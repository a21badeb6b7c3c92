//! Freightline CLI - Database migrations and management tools.
//!
//! # Usage
//!
//! ```bash
//! # Run database migrations (including the session table)
//! fl-cli migrate
//!
//! # Create an operations user
//! fl-cli user create -e ops@freightline.dev -n "Avery Ops" -r admin -p <password>
//!
//! # Seed demo shipments
//! fl-cli seed --shipments 25
//! ```
//!
//! # Commands
//!
//! - `migrate` - Run database migrations
//! - `user create` - Create accounts (the only way to provision admins)
//! - `seed` - Seed the database with demo shipments

#![cfg_attr(not(test), forbid(unsafe_code))]

use clap::{Parser, Subcommand};

mod commands;

#[derive(Parser)]
#[command(name = "fl-cli")]
#[command(author, version, about = "Freightline CLI tools")]
struct Cli {
    #[command(subcommand)]
    command: Commands,
}

#[derive(Subcommand)]
enum Commands {
    /// Run database migrations
    Migrate,
    /// Manage user accounts
    User {
        #[command(subcommand)]
        action: UserAction,
    },
    /// Seed the database with demo shipments
    Seed {
        /// Number of shipments to create
        #[arg(long, default_value_t = 10)]
        shipments: u32,
    },
}

#[derive(Subcommand)]
enum UserAction {
    /// Create a new user
    Create {
        /// Email address
        #[arg(short, long)]
        email: String,

        /// Display name
        #[arg(short, long)]
        name: Option<String>,

        /// Role (`admin`, `customer`)
        #[arg(short, long, default_value = "customer")]
        role: String,

        /// Password (min 8 characters)
        #[arg(short, long)]
        password: String,
    },
}

#[tokio::main]
async fn main() {
    // Initialize tracing
    tracing_subscriber::fmt::init();

    let cli = Cli::parse();

    let result: Result<(), Box<dyn std::error::Error>> = run(cli).await;

    if let Err(e) = result {
        tracing::error!("Command failed: {e}");
        std::process::exit(1);
    }
}

async fn run(cli: Cli) -> Result<(), Box<dyn std::error::Error>> {
    match cli.command {
        Commands::Migrate => commands::migrate::run().await?,
        Commands::User { action } => match action {
            UserAction::Create {
                email,
                name,
                role,
                password,
            } => {
                commands::user::create(&email, name.as_deref(), &role, &password).await?;
            }
        },
        Commands::Seed { shipments } => commands::seed::run(shipments).await?,
    }
    Ok(())
}
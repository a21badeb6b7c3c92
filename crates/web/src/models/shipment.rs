//! Shipment models and API view types.

use chrono::{DateTime, SecondsFormat, Utc};
use serde::Serialize;

use freightline_core::{ShipmentId, TrackingStatus, TrackingUpdateId};

/// A shipment with its full tracking history.
#[derive(Debug, Clone)]
pub struct Shipment {
    pub id: ShipmentId,
    /// Public reference code shown to customers (e.g. `FL-2026-0042`).
    pub reference: String,
    pub origin: String,
    pub destination: String,
    pub estimated_delivery: Option<DateTime<Utc>>,
    pub created_at: DateTime<Utc>,
    /// Oldest first. Creation order is chronological order.
    pub updates: Vec<TrackingUpdate>,
}

impl Shipment {
    /// The most recent tracking status, or `Created` for a shipment whose
    /// history is still empty.
    #[must_use]
    pub fn latest_status(&self) -> TrackingStatus {
        self.updates
            .last()
            .map_or(TrackingStatus::Created, |u| u.status)
    }

    /// A shipment is active until its latest update says `delivered`.
    #[must_use]
    pub fn is_active(&self) -> bool {
        !self.latest_status().is_delivered()
    }
}

/// A single entry in a shipment's history.
#[derive(Debug, Clone)]
pub struct TrackingUpdate {
    pub id: TrackingUpdateId,
    pub shipment_id: ShipmentId,
    pub status: TrackingStatus,
    pub location: Option<String>,
    pub created_at: DateTime<Utc>,
}

// =============================================================================
// API Views
// =============================================================================

/// Serialize a timestamp as RFC 3339 with millisecond precision.
///
/// Milliseconds are the precision contract for API consumers: re-parsing the
/// string yields a timestamp equal to the stored value at that granularity.
fn to_transport_string(at: DateTime<Utc>) -> String {
    at.to_rfc3339_opts(SecondsFormat::Millis, true)
}

/// Shipment as rendered on the `/api/shipments` wire.
#[derive(Debug, Clone, Serialize)]
pub struct ShipmentView {
    pub id: ShipmentId,
    pub reference: String,
    pub origin: String,
    pub destination: String,
    /// Absent (not an empty string) when no estimate is set.
    #[serde(skip_serializing_if = "Option::is_none")]
    pub estimated_delivery: Option<String>,
    pub created_at: String,
    pub status: TrackingStatus,
    pub updates: Vec<TrackingUpdateView>,
}

/// Tracking update as rendered on the wire.
#[derive(Debug, Clone, Serialize)]
pub struct TrackingUpdateView {
    pub id: TrackingUpdateId,
    pub status: TrackingStatus,
    #[serde(skip_serializing_if = "Option::is_none")]
    pub location: Option<String>,
    pub created_at: String,
}

impl From<&TrackingUpdate> for TrackingUpdateView {
    fn from(update: &TrackingUpdate) -> Self {
        Self {
            id: update.id,
            status: update.status,
            location: update.location.clone(),
            created_at: to_transport_string(update.created_at),
        }
    }
}

impl From<&Shipment> for ShipmentView {
    fn from(shipment: &Shipment) -> Self {
        Self {
            id: shipment.id,
            reference: shipment.reference.clone(),
            origin: shipment.origin.clone(),
            destination: shipment.destination.clone(),
            estimated_delivery: shipment.estimated_delivery.map(to_transport_string),
            created_at: to_transport_string(shipment.created_at),
            status: shipment.latest_status(),
            updates: shipment.updates.iter().map(Into::into).collect(),
        }
    }
}

#[cfg(test)]
#[allow(clippy::unwrap_used)]
mod tests {
    use super::*;
    use chrono::TimeZone;

    fn update(id: i32, status: TrackingStatus, at: DateTime<Utc>) -> TrackingUpdate {
        TrackingUpdate {
            id: TrackingUpdateId::new(id),
            shipment_id: ShipmentId::new(1),
            status,
            location: None,
            created_at: at,
        }
    }

    fn shipment(updates: Vec<TrackingUpdate>) -> Shipment {
        Shipment {
            id: ShipmentId::new(1),
            reference: "FL-2026-0001".to_string(),
            origin: "Rotterdam".to_string(),
            destination: "Hamburg".to_string(),
            estimated_delivery: None,
            created_at: Utc.with_ymd_and_hms(2026, 3, 1, 8, 0, 0).unwrap(),
            updates,
        }
    }

    #[test]
    fn test_latest_status_is_last_entry() {
        let at = Utc.with_ymd_and_hms(2026, 3, 1, 9, 0, 0).unwrap();
        let s = shipment(vec![
            update(1, TrackingStatus::Created, at),
            update(2, TrackingStatus::InTransit, at),
        ]);
        assert_eq!(s.latest_status(), TrackingStatus::InTransit);
        assert!(s.is_active());
    }

    #[test]
    fn test_delivered_latest_means_inactive() {
        let at = Utc.with_ymd_and_hms(2026, 3, 1, 9, 0, 0).unwrap();
        let s = shipment(vec![
            update(1, TrackingStatus::Created, at),
            update(2, TrackingStatus::Delivered, at),
        ]);
        assert!(!s.is_active());
    }

    #[test]
    fn test_empty_history_is_active() {
        let s = shipment(vec![]);
        assert_eq!(s.latest_status(), TrackingStatus::Created);
        assert!(s.is_active());
    }

    #[test]
    fn test_transport_string_round_trips_to_millis() {
        let at = Utc
            .with_ymd_and_hms(2026, 3, 1, 8, 30, 15)
            .unwrap()
            .checked_add_signed(chrono::Duration::milliseconds(123))
            .unwrap();

        let text = to_transport_string(at);
        let parsed = DateTime::parse_from_rfc3339(&text).unwrap().to_utc();
        assert_eq!(parsed, at);
    }

    #[test]
    fn test_view_omits_missing_estimate() {
        let s = shipment(vec![]);
        let view = ShipmentView::from(&s);
        let json = serde_json::to_value(&view).unwrap();
        assert!(json.get("estimated_delivery").is_none());
        assert_eq!(json["reference"], "FL-2026-0001");
    }

    #[test]
    fn test_view_carries_estimate_when_set() {
        let mut s = shipment(vec![]);
        s.estimated_delivery = Some(Utc.with_ymd_and_hms(2026, 3, 9, 12, 0, 0).unwrap());
        let view = ShipmentView::from(&s);
        let json = serde_json::to_value(&view).unwrap();
        assert_eq!(json["estimated_delivery"], "2026-03-09T12:00:00.000Z");
    }
}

——————————

TASK INSTRUCTIONS:
The required output is a copy of each line in the records where the string "UserAction" occurs.

SOLVED EXERCISE:
        action: UserAction,
enum UserAction {
            UserAction::Create {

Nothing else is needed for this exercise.